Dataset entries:

++++++++++++++++++++

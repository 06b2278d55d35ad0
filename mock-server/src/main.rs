use tokio::net::TcpListener;
use tracing_subscriber::EnvFilter;

#[tokio::main]
async fn main() -> Result<(), std::io::Error> {
    tracing_subscriber::fmt()
        .with_env_filter(
            EnvFilter::try_from_default_env().unwrap_or_else(|_| "mock_server=info".into()),
        )
        .init();

    let port = std::env::var("PORT").unwrap_or_else(|_| "3000".to_string());
    let addr = format!("127.0.0.1:{port}");
    let listener = TcpListener::bind(&addr).await?;
    mock_server::run(listener).await
}
//! Client configuration: target server plus default request options.
//!
//! # Design
//! A `ClientConfig` is fixed when the client is built. Header precedence is
//! call-level over endpoint-level over the defaults held here.

use std::env;

use tracing::{info, warn};

use crate::error::ConfigError;
use crate::types::{headers, merge_headers, Headers};

/// How the request asks intermediaries to treat cached responses.
#[derive(Debug, Clone, Copy, PartialEq, Eq, Default)]
pub enum CacheMode {
    /// Send no cache directive.
    Default,
    /// Ask caches to revalidate with the origin.
    #[default]
    NoCache,
    /// Ask caches not to store the exchange at all.
    NoStore,
}

impl CacheMode {
    fn directive(&self) -> Option<&'static str> {
        match self {
            CacheMode::Default => None,
            CacheMode::NoCache => Some("no-cache"),
            CacheMode::NoStore => Some("no-store"),
        }
    }
}

/// What to do when the server answers with a redirect.
#[derive(Debug, Clone, Copy, PartialEq, Eq, Default)]
pub enum RedirectPolicy {
    /// Follow up to `MAX_REDIRECTS` hops.
    #[default]
    Follow,
    /// Follow no redirects; a redirect ends in the error branch.
    Error,
}

impl RedirectPolicy {
    pub const MAX_REDIRECTS: u32 = 10;

    pub fn max_redirects(&self) -> u32 {
        match self {
            RedirectPolicy::Follow => Self::MAX_REDIRECTS,
            RedirectPolicy::Error => 0,
        }
    }
}

/// Options applied to every request a client issues.
#[derive(Debug, Clone, PartialEq, Eq)]
pub struct FetchOptions {
    pub cache: CacheMode,
    pub redirect: RedirectPolicy,
    pub headers: Headers,
}

impl Default for FetchOptions {
    fn default() -> Self {
        Self {
            cache: CacheMode::default(),
            redirect: RedirectPolicy::default(),
            headers: headers([("Content-Type", "application/json")]),
        }
    }
}

impl FetchOptions {
    /// Client-level headers, including the cache directive.
    pub fn default_headers(&self) -> Headers {
        let mut cache = Headers::new();
        if let Some(directive) = self.cache.directive() {
            cache.insert("Cache-Control".to_string(), directive.to_string());
        }
        merge_headers(&cache, &self.headers)
    }
}

/// Target server and defaults for a `RestClient`.
#[derive(Debug, Clone, PartialEq, Eq)]
pub struct ClientConfig {
    pub scheme: String,
    pub host: String,
    pub port: Option<u16>,
    pub fetch: FetchOptions,
}

impl ClientConfig {
    pub fn new(scheme: &str, host: &str, port: Option<u16>) -> Self {
        Self {
            scheme: scheme.to_string(),
            host: host.to_string(),
            port,
            fetch: FetchOptions::default(),
        }
    }

    pub fn with_fetch_options(mut self, fetch: FetchOptions) -> Self {
        self.fetch = fetch;
        self
    }

    /// Load from `REST_SCHEME`, `REST_HOST` and `REST_PORT`.
    pub fn from_env() -> Result<Self, ConfigError> {
        Self::from_lookup(|key| env::var(key).ok())
    }

    /// Load using `lookup` in place of the process environment.
    pub fn from_lookup<F>(lookup: F) -> Result<Self, ConfigError>
    where
        F: Fn(&str) -> Option<String>,
    {
        let scheme = load_or(&lookup, "REST_SCHEME", "http");
        let host = load_or(&lookup, "REST_HOST", "localhost");
        if host.trim().is_empty() {
            warn!("REST_HOST is empty");
            return Err(ConfigError::EmptyHost);
        }
        let port = match lookup("REST_PORT") {
            Some(value) => Some(value.trim().parse::<u16>().map_err(|e| {
                warn!("Invalid REST_PORT value: {e}");
                ConfigError::InvalidPort {
                    value: value.clone(),
                    reason: e.to_string(),
                }
            })?),
            None => None,
        };
        Ok(Self::new(&scheme, &host, port))
    }
}

fn load_or<F>(lookup: &F, key: &str, default: &str) -> String
where
    F: Fn(&str) -> Option<String>,
{
    lookup(key).unwrap_or_else(|| {
        info!("{key} not set, using default: {default}");
        default.to_string()
    })
}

++++++++++++++++++++

Reproduce the data. Keep it exact.

repository 06b2278d55d35ad0
filename mock-server/src/main.rs
use tokio::net::TcpListener;
use tracing_subscriber::EnvFilter;

#[tokio::main]
async fn main() -> Result<(), std::io::Error> {
    tracing_subscriber::fmt()
        .with_env_filter(
            EnvFilter::try_from_default_env().unwrap_or_else(|_| "mock_server=info".into()),
        )
        .init();

    let port = std::env::var("PORT").unwrap_or_else(|_| "3000".to_string());
    let addr = format!("127.0.0.1:{port}");
    let listener = TcpListener::bind(&addr).await?;
    mock_server::run(listener).await
}
//! Client configuration: target server plus default request options.
//!
//! # Design
//! A `ClientConfig` is fixed when the client is built. Header precedence is
//! call-level over endpoint-level over the defaults held here.

use std::env;

use tracing::{info, warn};

use crate::error::ConfigError;
use crate::types::{headers, merge_headers, Headers};

/// How the request asks intermediaries to treat cached responses.
#[derive(Debug, Clone, Copy, PartialEq, Eq, Default)]
pub enum CacheMode {
    /// Send no cache directive.
    Default,
    /// Ask caches to revalidate with the origin.
    #[default]
    NoCache,
    /// Ask caches not to store the exchange at all.
    NoStore,
}

impl CacheMode {
    fn directive(&self) -> Option<&'static str> {
        match self {
            CacheMode::Default => None,
            CacheMode::NoCache => Some("no-cache"),
            CacheMode::NoStore => Some("no-store"),
        }
    }
}

/// What to do when the server answers with a redirect.
#[derive(Debug, Clone, Copy, PartialEq, Eq, Default)]
pub enum RedirectPolicy {
    /// Follow up to `MAX_REDIRECTS` hops.
    #[default]
    Follow,
    /// Follow no redirects; a redirect ends in the error branch.
    Error,
}

impl RedirectPolicy {
    pub const MAX_REDIRECTS: u32 = 10;

    pub fn max_redirects(&self) -> u32 {
        match self {
            RedirectPolicy::Follow => Self::MAX_REDIRECTS,
            RedirectPolicy::Error => 0,
        }
    }
}

/// Options applied to every request a client issues.
#[derive(Debug, Clone, PartialEq, Eq)]
pub struct FetchOptions {
    pub cache: CacheMode,
    pub redirect: RedirectPolicy,
    pub headers: Headers,
}

impl Default for FetchOptions {
    fn default() -> Self {
        Self {
            cache: CacheMode::default(),
            redirect: RedirectPolicy::default(),
            headers: headers([("Content-Type", "application/json")]),
        }
    }
}

impl FetchOptions {
    /// Client-level headers, including the cache directive.
    pub fn default_headers(&self) -> Headers {
        let mut cache = Headers::new();
        if let Some(directive) = self.cache.directive() {
            cache.insert("Cache-Control".to_string(), directive.to_string());
        }
        merge_headers(&cache, &self.headers)
    }
}

/// Target server and defaults for a `RestClient`.
#[derive(Debug, Clone, PartialEq, Eq)]
pub struct ClientConfig {
    pub scheme: String,
    pub host: String,
    pub port: Option<u16>,
    pub fetch: FetchOptions,
}

impl ClientConfig {
    pub fn new(scheme: &str, host: &str, port: Option<u16>) -> Self {
        Self {
            scheme: scheme.to_string(),
            host: host.to_string(),
            port,
            fetch: FetchOptions::default(),
        }
    }

    pub fn with_fetch_options(mut self, fetch: FetchOptions) -> Self {
        self.fetch = fetch;
        self
    }

    /// Load from `REST_SCHEME`, `REST_HOST` and `REST_PORT`.
    pub fn from_env() -> Result<Self, ConfigError> {
        Self::from_lookup(|key| env::var(key).ok())
    }

    /// Load using `lookup` in place of the process environment.
    pub fn from_lookup<F>(lookup: F) -> Result<Self, ConfigError>
    where
        F: Fn(&str) -> Option<String>,
    {
        let scheme = load_or(&lookup, "REST_SCHEME", "http");
        let host = load_or(&lookup, "REST_HOST", "localhost");
        if host.trim().is_empty() {
            warn!("REST_HOST is empty");
            return Err(ConfigError::EmptyHost);
        }
        let port = match lookup("REST_PORT") {
            Some(value) => Some(value.trim().parse::<u16>().map_err(|e| {
                warn!("Invalid REST_PORT value: {e}");
                ConfigError::InvalidPort {
                    value: value.clone(),
                    reason: e.to_string(),
                }
            })?),
            None => None,
        };
        Ok(Self::new(&scheme, &host, port))
    }
}

fn load_or<F>(lookup: &F, key: &str, default: &str) -> String
where
    F: Fn(&str) -> Option<String>,
{
    lookup(key).unwrap_or_else(|| {
        info!("{key} not set, using default: {default}");
        default.to_string()
    })
}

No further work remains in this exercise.